Comencemos por lo importante: se si muere hasta Belmondo, aquí no se salva nadie. A quienes no conocieron a Belmondo esto les parecerá una tontería, pero que esperen un poco: también ellos asistirán perplejos al entierro de sus inmortales.
Aprovechando una invitación para ir a dar una charla al Escorial, mi Agente Provocador y yo decidimos hacer un pequeño viaje por tierras castellanas. Cada vez entiendo mejor el profundo encanto que encontraba en ellas Unamuno. Castilla era para él una fuente inagotable de inspiración. Cada vez, al mismo tiempo, me parece más evidente, que la auténtica lectura es la del paisaje.
Iniciamos nuestro recorrido por una ciudad que siempre habías dejado de lado, Guadalajara. Visitamos, por supuesto, el justamente famoso Palacio del Infantado y la injustamente desconocida cripta de los Mendoza, pero la auténtica sorpresa nos la proporcionó la concatedral, porque no tiene necesidad de gritar su belleza. Le basta con insinuarla con la harmonía de sus formas y el viajero queda prendido de ella.
El Escorial nos recibió con un día luminoso, que hizo aún más luminoso el hecho de que nos hubiesen reservado un hotel con piscina. Siempre impresiona este grave lugar, tan vivamente poblado de ausencias imperiales. Mi Agente Provocador subió dos veces -en el mismo día- hasta la Silla de Felipe II. La primera vez, como iba sola, subió y bajó corrriendo. Yo con un paseo, a media tarde, tuve más que suficiente. Además, tenía prisa por llegar a una librería de viejo antes de que cerraran, la Antonio Azorín, en Joaquín Costa 1, gestionada por uno de los libreros de viejo más sabio y amable de España. Larga charla y buenas compras. Y aún hubiese comprado más si él hubiese querido venderme alguna de las maravillas que guardaba en la trastienda. Hasta le hice una oferta por un busto de Platón, pero me dijo que por nada del mundo vendería a Platón. Y así me ganó definitivamente.
El regreso a Ocata lo planeamos para hacerlo sin prisas. La primera parada, en las orillas del Duero, fue San Esteban de Gormaz, para visitar la iglesia de la Virgen del Rivero. Mereció la pena. Despés seguimos viaje hasta Ucero, donde teníamos reservada una habitación en un hostal a la orilla del río. A primera hora de la tarde nos pusimos la vestimenta adecuada y salimos a andar a buen paso en dirección a la iglesia templaria de San Bartolomé, en el Cañón del río Lobos. Un paseo espectacular que, entre la ida y la vuelta, no bajaría de los 20 quilómetros.

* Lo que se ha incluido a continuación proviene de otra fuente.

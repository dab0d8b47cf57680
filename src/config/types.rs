use serde::{Deserialize, Serialize};

#[derive(Debug, Clone, Default, Serialize, Deserialize)]
pub struct Config {
    #[serde(default)]
    pub server: ServerConfig,
}

#[derive(Debug, Clone, Serialize, Deserialize)]
pub struct ServerConfig {
    #[serde(default = "default_host")]
    pub host: String,
    #[serde(default = "default_port")]
    pub port: u16,
    #[serde(default)]
    pub logs: LogsConfig,
}

#[derive(Debug, Clone, Serialize, Deserialize)]
pub struct LogsConfig {
    #[serde(default = "default_log_level")]
    pub level: String,
}

impl Default for ServerConfig {
    fn default() -> Self {
        Self {
            host: default_host(),
            port: default_port(),
            logs: LogsConfig::default(),
        }
    }
}

impl Default for LogsConfig {
    fn default() -> Self {
        Self {
            level: default_log_level(),
        }
    }
}

fn default_host() -> String {
    "0.0.0.0".to_string()
}

fn default_port() -> u16 {
    8000
}

fn default_log_level() -> String {
    "info".to_string()
}
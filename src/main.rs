use anyhow::Result;
use moodmirror_rust::{config, server};
use tracing::info;

/// Validates that a log level string is valid
fn validate_log_level(level: &str) -> Result<()> {
    level
        .parse::<tracing_subscriber::filter::LevelFilter>()
        .map_err(|_| {
            anyhow::anyhow!(
                "Invalid log level: '{}'. Valid levels: error, warn, info, debug, trace",
                level
            )
        })?;
    Ok(())
}

#[tokio::main]
async fn main() -> Result<()> {
    // Load configuration first (before logging setup)
    let config = match config::load().await {
        Ok(config) => config,
        Err(e) => {
            eprintln!("Failed to load configuration: {}", e);
            std::process::exit(1);
        }
    };

    // Environment variable overrides the configured log level
    let log_level = std::env::var("RUST_LOG").unwrap_or_else(|_| config.server.logs.level.clone());

    if let Err(e) = validate_log_level(&log_level) {
        eprintln!("{}", e);
        std::process::exit(1);
    }

    tracing_subscriber::fmt()
        .with_env_filter(
            tracing_subscriber::EnvFilter::try_from_default_env()
                .unwrap_or_else(|_| log_level.parse().unwrap()),
        )
        .json()
        .init();

    info!("Starting MoodMirror API server with log level: {}", log_level);

    server::run(config).await?;

    Ok(())
}
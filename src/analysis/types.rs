use serde::{Deserialize, Serialize};
use std::fmt;

/// The closed set of mood categories used throughout the system.
#[derive(Debug, Clone, Copy, PartialEq, Eq, Hash, Serialize, Deserialize)]
#[serde(rename_all = "lowercase")]
pub enum EmotionLabel {
    Happy,
    Sad,
    Angry,
    Neutral,
    Surprised,
    Fearful,
}

impl EmotionLabel {
    pub const ALL: [EmotionLabel; 6] = [
        EmotionLabel::Happy,
        EmotionLabel::Sad,
        EmotionLabel::Angry,
        EmotionLabel::Neutral,
        EmotionLabel::Surprised,
        EmotionLabel::Fearful,
    ];

    pub fn as_str(&self) -> &'static str {
        match self {
            EmotionLabel::Happy => "happy",
            EmotionLabel::Sad => "sad",
            EmotionLabel::Angry => "angry",
            EmotionLabel::Neutral => "neutral",
            EmotionLabel::Surprised => "surprised",
            EmotionLabel::Fearful => "fearful",
        }
    }
}

impl fmt::Display for EmotionLabel {
    fn fmt(&self, f: &mut fmt::Formatter<'_>) -> fmt::Result {
        f.write_str(self.as_str())
    }
}

/// An emotion guess with a 0-100 confidence-like score.
///
/// The score has no calibrated statistical meaning; it is illustrative only.
#[derive(Debug, Clone, Copy, PartialEq, Serialize)]
pub struct MoodEstimate {
    pub emotion: EmotionLabel,
    pub score: f32,
}

impl MoodEstimate {
    /// Builds an estimate from a raw confidence draw, clamping the score
    /// into 0..=100.
    pub fn clamped(emotion: EmotionLabel, raw_score: i32) -> Self {
        Self {
            emotion,
            score: raw_score.clamp(0, 100) as f32,
        }
    }
}
pub mod handlers;
mod types;

pub use types::{ErrorResponse, MoodResponse, TextAnalyzeRequest, WelcomeResponse};

use crate::analysis::{KeywordAnalyzer, StubImageAnalyzer};
use crate::caption::QuoteBook;
use crate::{Result, config::Config};
use axum::{
    Router,
    extract::DefaultBodyLimit,
    routing::{get, post},
};
use handlers::AppState;
use std::{net::SocketAddr, sync::Arc};
use tower_http::{cors::CorsLayer, trace::TraceLayer};
use tracing::info;

// Camera photos routinely exceed the transport's 2 MiB default body cap
const MAX_UPLOAD_BYTES: usize = 50 * 1024 * 1024;

pub fn router(state: AppState) -> Router {
    Router::new()
        .route("/", get(handlers::root))
        .route("/api/analyze/text", post(handlers::analyze_text))
        .route("/api/analyze/image", post(handlers::analyze_image))
        .layer(DefaultBodyLimit::max(MAX_UPLOAD_BYTES))
        .layer(TraceLayer::new_for_http())
        // All origins, methods and headers; tighten before exposing publicly
        .layer(CorsLayer::permissive())
        .with_state(state)
}

pub async fn run(config: Config) -> Result<()> {
    // Stub analyzers; model-backed implementations slot in here
    let state = AppState {
        text_analyzer: Arc::new(KeywordAnalyzer::new()),
        image_analyzer: Arc::new(StubImageAnalyzer::new()),
        captions: Arc::new(QuoteBook::new()),
    };

    let app = router(state);

    let addr = SocketAddr::new(config.server.host.parse()?, config.server.port);

    info!("Starting server on {}", addr);

    let listener = tokio::net::TcpListener::bind(addr).await?;
    axum::serve(listener, app).await?;

    Ok(())
}
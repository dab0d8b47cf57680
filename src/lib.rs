pub mod analysis;
pub mod caption;
pub mod config;
pub mod error;
pub mod server;

pub use error::{Error, Result};
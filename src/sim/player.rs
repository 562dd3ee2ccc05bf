//! Player controller
//!
//! Resolves the single-slot direction buffer against walls at tile
//! boundaries and eats pellets on arrival.

use glam::IVec2;
use serde::{Deserialize, Serialize};

use super::grid::{Grid, Tile};
use super::kinematics::{Direction, Mover};

/// The player-controlled actor
#[derive(Debug, Clone, PartialEq, Serialize, Deserialize)]
pub struct Player {
    pub mover: Mover,
    /// Most recent undelivered input. Latest request wins; there is no
    /// backlog, and the slot keeps its value until another request replaces
    /// it.
    pub queued: Option<Direction>,
}

impl Player {
    pub fn new(tile: IVec2, speed: f32) -> Self {
        Self {
            mover: Mover::new(tile, speed),
            queued: None,
        }
    }

    /// Overwrite the buffered direction
    pub fn queue(&mut self, direction: Direction) {
        self.queued = Some(direction);
    }

    /// Advance by `dt` seconds, returning the pellets eaten in arrival order.
    ///
    /// Turns are only taken on a tile boundary: the buffered direction is
    /// tried first, then the committed one. Running into a wall stops the
    /// player in place instead of reversing.
    pub fn update(&mut self, grid: &mut Grid, dt: f32) -> Vec<Tile> {
        let mut eaten = Vec::new();
        let Player { mover, queued } = self;
        let queued = *queued;

        if mover.is_aligned() {
            choose_step(mover, queued, grid);
        }

        let distance = mover.speed * dt;
        mover.advance(distance, |m| {
            if let Some(kind) = grid.consume_pellet(m.tile) {
                eaten.push(kind);
            }
            choose_step(m, queued, grid);
        });

        eaten
    }
}

/// Try the buffered turn, then keep going straight
fn choose_step(mover: &mut Mover, queued: Option<Direction>, grid: &Grid) {
    if let Some(wanted) = queued {
        if mover.direction != Some(wanted) && mover.try_step(wanted, grid) {
            return;
        }
    }

    if let Some(current) = mover.direction {
        if !mover.try_step(current, grid) {
            mover.halt();
        }
    }
}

Antes de llegar a Ucero se nos antojó subir hasta el castillo del pueblo por un senderillo de cabras en la parte más empinada. Un mal paso y nos hubiéramos caído rodando cien metros hasta el río. Caía ya la tarde, la temperatura era agradable y la luz, acogedora.
Una vez visto el castillo, no nos dio la gana bajar al pueblo por el camino más corto y dimos un rodeo de tres quilómetros para llegar a un canal que los romanos excavaron en la roca y entrar a través de sus 133 metros en el pueblo a las ocho de la tarde. Este canal era parte de la infraestructura hidráulica que captaba las aguas en
las fuentes del río Ucero para abastecer a la ciudad romana de Uxama,
situada a 17 Km.
Buena cena y a la cama, rendidos y satisfechos.
Teníamos intención de despedinos de Castilla en Ucero, pero a la vuelta no hemos podido resistir la tentación de detenernos en Almazán, patria del insigne Diego Laynez, "luz de Trento". En este país uno puede tomar al azar una dirección cualquiera que no tardará en descubrir alguna maravilla que justifique su caminar. En este caso, fue la iglesia de San Miguel, una joya del románico segoviano.